Preprint Article Version 2 Preserved in Portico This version is not peer-reviewed

The Mechanical Basis of Memory - the MeshCODE Theory

Version 1 : Received: 6 May 2020 / Approved: 7 May 2020 / Online: 7 May 2020 (10:16:49 CEST)
Version 2 : Received: 21 October 2020 / Approved: 22 October 2020 / Online: 22 October 2020 (05:40:50 CEST)

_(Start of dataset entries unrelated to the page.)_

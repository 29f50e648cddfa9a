#![forbid(unsafe_code)]

// Playback model - authoritative transport state and its position arithmetic.
//
// `offset` is always the position (seconds) as of `server_timestamp` (ms); every
// mutation refreshes the timestamp so the two never drift apart.

use serde::{Deserialize, Serialize};
use url::Url;

pub const MIN_RATE: f64 = 0.5;
pub const MAX_RATE: f64 = 2.0;

/// Transport state shared by the server (authoritative) and clients (predictive).
#[derive(Debug, Clone, Copy, PartialEq, Serialize, Deserialize)]
#[serde(rename_all = "camelCase")]
pub struct PlaybackState {
    pub is_playing: bool,
    pub offset: f64,
    pub server_timestamp: i64,
    pub rate: f64,
}

impl PlaybackState {
    /// Paused at zero, normal speed.
    pub fn new(now: i64) -> Self {
        Self {
            is_playing: false,
            offset: 0.0,
            server_timestamp: now,
            rate: 1.0,
        }
    }

    /// Position (seconds) predicted at `now` (ms on the authoritative clock).
    pub fn expected_position(&self, now: i64) -> f64 {
        if self.is_playing {
            self.offset + (now - self.server_timestamp) as f64 / 1000.0 * self.rate
        } else {
            self.offset
        }
    }

    /// Folds elapsed play time into `offset` and moves the timestamp to `now`.
    fn advance(&mut self, now: i64, duration: Option<f64>) {
        if self.is_playing {
            let elapsed = (now - self.server_timestamp).max(0) as f64 / 1000.0;
            self.offset = clamp_position(self.offset + elapsed * self.rate, duration);
        }
        self.server_timestamp = now;
    }

    /// Starts playback. Returns `false` (no change) if already playing.
    pub fn play(&mut self, now: i64) -> bool {
        if self.is_playing {
            return false;
        }
        self.is_playing = true;
        self.server_timestamp = now;
        true
    }

    /// Pauses playback at the current position. Returns `false` if already paused.
    pub fn pause(&mut self, now: i64, duration: Option<f64>) -> bool {
        if !self.is_playing {
            return false;
        }
        self.advance(now, duration);
        self.is_playing = false;
        true
    }

    /// Jumps to `position`, clamped to the media bounds. Play state is unchanged.
    pub fn seek(&mut self, position: f64, duration: Option<f64>, now: i64) {
        self.offset = clamp_position(position, duration);
        self.server_timestamp = now;
    }

    /// Changes speed; elapsed time up to `now` is accounted at the old rate.
    pub fn set_rate(&mut self, rate: f64, duration: Option<f64>, now: i64) {
        self.advance(now, duration);
        self.rate = clamp_rate(rate);
    }

    /// Re-clamps the stored offset after the media duration becomes known.
    pub fn clamp_to(&mut self, duration: Option<f64>, now: i64) {
        self.advance(now, duration);
        self.offset = clamp_position(self.offset, duration);
    }
}

/// Clamps to `[0, duration]`; no upper bound when the duration is unknown.
pub fn clamp_position(position: f64, duration: Option<f64>) -> f64 {
    let lower = position.max(0.0);
    match duration {
        Some(d) if d > 0.0 => lower.min(d),
        _ => lower,
    }
}

pub fn clamp_rate(rate: f64) -> f64 {
    rate.clamp(MIN_RATE, MAX_RATE)
}

/// Media source family, decided from the URL host.
#[derive(Debug, Clone, Copy, PartialEq, Eq, Serialize, Deserialize)]
#[serde(rename_all = "lowercase")]
pub enum MediaType {
    Youtube,
    Vk,
    Direct,
}

impl MediaType {
    pub fn classify(url: &Url) -> Self {
        let host = url.host_str().unwrap_or_default().to_ascii_lowercase();
        let host = host.strip_prefix("www.").unwrap_or(&host);
        let matches = |domain: &str| host == domain || host.ends_with(&format!(".{domain}"));

        if matches("youtube.com") || matches("youtu.be") || matches("youtube-nocookie.com") {
            MediaType::Youtube
        } else if matches("vk.com") || matches("vkvideo.ru") {
            MediaType::Vk
        } else {
            MediaType::Direct
        }
    }

    pub fn as_str(&self) -> &'static str {
        match self {
            MediaType::Youtube => "youtube",
            MediaType::Vk => "vk",
            MediaType::Direct => "direct",
        }
    }
}

/// Media currently loaded in a room.
#[derive(Debug, Clone, PartialEq, Serialize, Deserialize)]
#[serde(rename_all = "camelCase")]
pub struct MediaInfo {
    #[serde(rename = "type")]
    pub media_type: MediaType,
    pub source: String,
    /// Seconds; `None` until a client reports it.
    #[serde(default)]
    pub duration: Option<f64>,
    #[serde(default, skip_serializing_if = "Option::is_none")]
    pub title: Option<String>,
}

impl MediaInfo {
    /// Accepts absolute `http`/`https` URLs only. `source` keeps the caller's spelling.
    pub fn from_url(raw: &str) -> Option<Self> {
        let url = Url::parse(raw).ok()?;
        if !matches!(url.scheme(), "http" | "https") {
            return None;
        }
        Some(Self {
            media_type: MediaType::classify(&url),
            source: raw.to_string(),
            duration: None,
            title: None,
        })
    }
}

How to cite: Goult, B.T. The Mechanical Basis of Memory - the MeshCODE Theory. Preprints 2020, 2020050118 (doi: 10.20944/preprints202005.0118.v2). Goult, B.T. The Mechanical Basis of Memory - the MeshCODE Theory. Preprints 2020, 2020050118 (doi: 10.20944/preprints202005.0118.v2).

Abstract

One of the major unsolved mysteries of biological science concerns the question of where and in what form information is stored in the brain. I propose that memory is stored in the brain in a mechanically encoded binary format written into the conformations of proteins found in the cell-extracellular matrix adhesions that organise each and every synapse. The MeshCODE framework outlined here represents a unifying theory of data storage in animals, providing read-write storage of both dynamic and persistent information in a binary format. Mechanosensitive proteins that contain force-dependent switches can store information persistently, which can be written or updated using small changes in mechanical force. These mechanosensitive proteins, such as talin, scaffold each synapse, creating a meshwork of switches that together form a code, the so-called MeshCODE. Large signalling complexes assemble on these scaffolds as a function of the switch patterns and these complexes would both stabilise the patterns and coordinate synaptic regulators to dynamically tune synaptic activity. Synaptic transmission and action potential spike trains would operate the cytoskeletal machinery to write and update the synaptic MeshCODEs, thereby propagating this coding throughout the organism. Based on established biophysical principles, such a mechanical basis for memory would provide a physical location for data storage in the brain, with the binary patterns, encoded in the information-storing mechanosensitive molecules in the synaptic scaffolds, and the complexes that form on them, representing the physical location of engrams. Furthermore, the conversion and storage of sensory and temporal inputs into a binary format would constitute an addressable read-write memory system, supporting the view of the mind as an organic supercomputer.

Subject Areas

Memory; talin; mechanobiology; information-processing; MeshCODE; brain; neuroscience; integrin; learning; cytoskeleton; REM sleep; vinculin; actin

Comments (1)

Comment 1
Received: 22 October 2020
Commenter: Ben Goult
Commenter's Conflict of Interests: Author
Comment: I have added a new section "How would a mechanical code be read?"
The key to any code is a read-out mechanism and the mechanical code outlined here leads to a number of hypotheses for how such a coding in the brain would be read. This new section discusses how MeshCODE driven adhesion signalling might work in the context of a neuron, with the purpose being to demonstrate the feasibility and broad applicability of the theory to well-established neuronal processes.